** Extracted data follows **

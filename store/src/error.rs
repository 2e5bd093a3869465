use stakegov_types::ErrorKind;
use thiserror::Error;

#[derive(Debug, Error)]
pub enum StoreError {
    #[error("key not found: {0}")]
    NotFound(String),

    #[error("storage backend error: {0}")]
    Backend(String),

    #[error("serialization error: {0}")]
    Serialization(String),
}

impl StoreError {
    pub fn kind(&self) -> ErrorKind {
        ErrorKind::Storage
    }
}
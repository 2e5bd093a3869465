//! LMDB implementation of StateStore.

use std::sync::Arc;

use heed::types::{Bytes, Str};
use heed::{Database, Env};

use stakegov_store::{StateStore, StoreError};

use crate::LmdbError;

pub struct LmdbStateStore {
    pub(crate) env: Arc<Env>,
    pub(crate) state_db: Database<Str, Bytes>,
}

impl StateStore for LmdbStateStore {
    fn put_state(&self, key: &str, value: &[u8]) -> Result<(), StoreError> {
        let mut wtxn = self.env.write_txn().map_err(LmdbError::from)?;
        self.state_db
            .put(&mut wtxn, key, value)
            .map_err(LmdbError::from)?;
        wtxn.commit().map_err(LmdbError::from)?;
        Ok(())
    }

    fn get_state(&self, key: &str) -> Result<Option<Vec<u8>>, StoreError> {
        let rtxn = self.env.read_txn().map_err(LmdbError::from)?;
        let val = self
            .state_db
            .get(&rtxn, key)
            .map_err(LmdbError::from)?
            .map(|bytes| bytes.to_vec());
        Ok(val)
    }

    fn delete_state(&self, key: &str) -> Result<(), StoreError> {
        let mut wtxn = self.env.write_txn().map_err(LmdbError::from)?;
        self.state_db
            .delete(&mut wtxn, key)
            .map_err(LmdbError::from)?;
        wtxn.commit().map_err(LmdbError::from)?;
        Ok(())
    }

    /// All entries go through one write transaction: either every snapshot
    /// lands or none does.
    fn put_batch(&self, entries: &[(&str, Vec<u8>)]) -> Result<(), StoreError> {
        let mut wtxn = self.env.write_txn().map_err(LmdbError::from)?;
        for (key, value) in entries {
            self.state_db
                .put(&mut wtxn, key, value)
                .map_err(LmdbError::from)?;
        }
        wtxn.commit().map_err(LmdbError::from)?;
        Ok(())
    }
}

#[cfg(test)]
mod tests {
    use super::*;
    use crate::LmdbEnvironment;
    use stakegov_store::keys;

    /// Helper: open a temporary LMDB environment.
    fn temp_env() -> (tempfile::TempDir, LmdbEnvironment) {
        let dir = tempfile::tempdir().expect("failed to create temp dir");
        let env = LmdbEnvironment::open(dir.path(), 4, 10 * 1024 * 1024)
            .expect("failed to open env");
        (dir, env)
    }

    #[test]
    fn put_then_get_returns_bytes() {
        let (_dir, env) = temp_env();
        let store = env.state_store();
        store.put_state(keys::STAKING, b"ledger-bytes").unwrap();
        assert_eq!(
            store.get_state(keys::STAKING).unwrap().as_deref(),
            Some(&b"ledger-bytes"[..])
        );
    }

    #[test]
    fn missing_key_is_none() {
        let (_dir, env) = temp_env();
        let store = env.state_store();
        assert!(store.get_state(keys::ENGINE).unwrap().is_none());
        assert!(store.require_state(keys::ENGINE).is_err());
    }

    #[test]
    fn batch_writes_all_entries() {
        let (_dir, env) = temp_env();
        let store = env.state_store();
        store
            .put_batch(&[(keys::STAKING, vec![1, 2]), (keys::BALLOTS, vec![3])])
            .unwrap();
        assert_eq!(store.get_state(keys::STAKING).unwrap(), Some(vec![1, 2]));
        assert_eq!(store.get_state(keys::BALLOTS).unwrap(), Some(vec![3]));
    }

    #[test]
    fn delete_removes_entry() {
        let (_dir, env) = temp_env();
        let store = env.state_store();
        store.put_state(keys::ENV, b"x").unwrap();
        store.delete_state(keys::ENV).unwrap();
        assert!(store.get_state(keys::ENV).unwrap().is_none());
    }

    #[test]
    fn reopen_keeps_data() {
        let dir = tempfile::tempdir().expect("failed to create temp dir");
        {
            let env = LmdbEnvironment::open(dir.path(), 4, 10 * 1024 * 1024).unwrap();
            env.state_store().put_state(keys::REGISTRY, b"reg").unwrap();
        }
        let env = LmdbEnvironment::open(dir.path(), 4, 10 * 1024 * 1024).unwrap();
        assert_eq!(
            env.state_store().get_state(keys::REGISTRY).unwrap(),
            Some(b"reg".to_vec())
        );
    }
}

** End of Extracted data **

- Task item
Everything in the records is to be copied exactly.

- Result of the task
filename store/src/error.rs
repository 2e5bd093a3869465
use stakegov_types::ErrorKind;
use thiserror::Error;

#[derive(Debug, Error)]
pub enum StoreError {
    #[error("key not found: {0}")]
    NotFound(String),

    #[error("storage backend error: {0}")]
    Backend(String),

    #[error("serialization error: {0}")]
    Serialization(String),
}

impl StoreError {
    pub fn kind(&self) -> ErrorKind {
        ErrorKind::Storage
    }
}
repository 2e5bd093a3869465
//! LMDB implementation of StateStore.

use std::sync::Arc;

use heed::types::{Bytes, Str};
use heed::{Database, Env};

use stakegov_store::{StateStore, StoreError};

use crate::LmdbError;

pub struct LmdbStateStore {
    pub(crate) env: Arc<Env>,
    pub(crate) state_db: Database<Str, Bytes>,
}

impl StateStore for LmdbStateStore {
    fn put_state(&self, key: &str, value: &[u8]) -> Result<(), StoreError> {
        let mut wtxn = self.env.write_txn().map_err(LmdbError::from)?;
        self.state_db
            .put(&mut wtxn, key, value)
            .map_err(LmdbError::from)?;
        wtxn.commit().map_err(LmdbError::from)?;
        Ok(())
    }

    fn get_state(&self, key: &str) -> Result<Option<Vec<u8>>, StoreError> {
        let rtxn = self.env.read_txn().map_err(LmdbError::from)?;
        let val = self
            .state_db
            .get(&rtxn, key)
            .map_err(LmdbError::from)?
            .map(|bytes| bytes.to_vec());
        Ok(val)
    }

    fn delete_state(&self, key: &str) -> Result<(), StoreError> {
        let mut wtxn = self.env.write_txn().map_err(LmdbError::from)?;
        self.state_db
            .delete(&mut wtxn, key)
            .map_err(LmdbError::from)?;
        wtxn.commit().map_err(LmdbError::from)?;
        Ok(())
    }

    /// All entries go through one write transaction: either every snapshot
    /// lands or none does.
    fn put_batch(&self, entries: &[(&str, Vec<u8>)]) -> Result<(), StoreError> {
        let mut wtxn = self.env.write_txn().map_err(LmdbError::from)?;
        for (key, value) in entries {
            self.state_db
                .put(&mut wtxn, key, value)
                .map_err(LmdbError::from)?;
        }
        wtxn.commit().map_err(LmdbError::from)?;
        Ok(())
    }
}

#[cfg(test)]
mod tests {
    use super::*;
    use crate::LmdbEnvironment;
    use stakegov_store::keys;

    /// Helper: open a temporary LMDB environment.
    fn temp_env() -> (tempfile::TempDir, LmdbEnvironment) {
        let dir = tempfile::tempdir().expect("failed to create temp dir");
        let env = LmdbEnvironment::open(dir.path(), 4, 10 * 1024 * 1024)
            .expect("failed to open env");
        (dir, env)
    }

    #[test]
    fn put_then_get_returns_bytes() {
        let (_dir, env) = temp_env();
        let store = env.state_store();
        store.put_state(keys::STAKING, b"ledger-bytes").unwrap();
        assert_eq!(
            store.get_state(keys::STAKING).unwrap().as_deref(),
            Some(&b"ledger-bytes"[..])
        );
    }

    #[test]
    fn missing_key_is_none() {
        let (_dir, env) = temp_env();
        let store = env.state_store();
        assert!(store.get_state(keys::ENGINE).unwrap().is_none());
        assert!(store.require_state(keys::ENGINE).is_err());
    }

    #[test]
    fn batch_writes_all_entries() {
        let (_dir, env) = temp_env();
        let store = env.state_store();
        store
            .put_batch(&[(keys::STAKING, vec![1, 2]), (keys::BALLOTS, vec![3])])
            .unwrap();
        assert_eq!(store.get_state(keys::STAKING).unwrap(), Some(vec![1, 2]));
        assert_eq!(store.get_state(keys::BALLOTS).unwrap(), Some(vec![3]));
    }

    #[test]
    fn delete_removes_entry() {
        let (_dir, env) = temp_env();
        let store = env.state_store();
        store.put_state(keys::ENV, b"x").unwrap();
        store.delete_state(keys::ENV).unwrap();
        assert!(store.get_state(keys::ENV).unwrap().is_none());
    }

    #[test]
    fn reopen_keeps_data() {
        let dir = tempfile::tempdir().expect("failed to create temp dir");
        {
            let env = LmdbEnvironment::open(dir.path(), 4, 10 * 1024 * 1024).unwrap();
            env.state_store().put_state(keys::REGISTRY, b"reg").unwrap();
        }
        let env = LmdbEnvironment::open(dir.path(), 4, 10 * 1024 * 1024).unwrap();
        assert_eq!(
            env.state_store().get_state(keys::REGISTRY).unwrap(),
            Some(b"reg".to_vec())
        );
    }
}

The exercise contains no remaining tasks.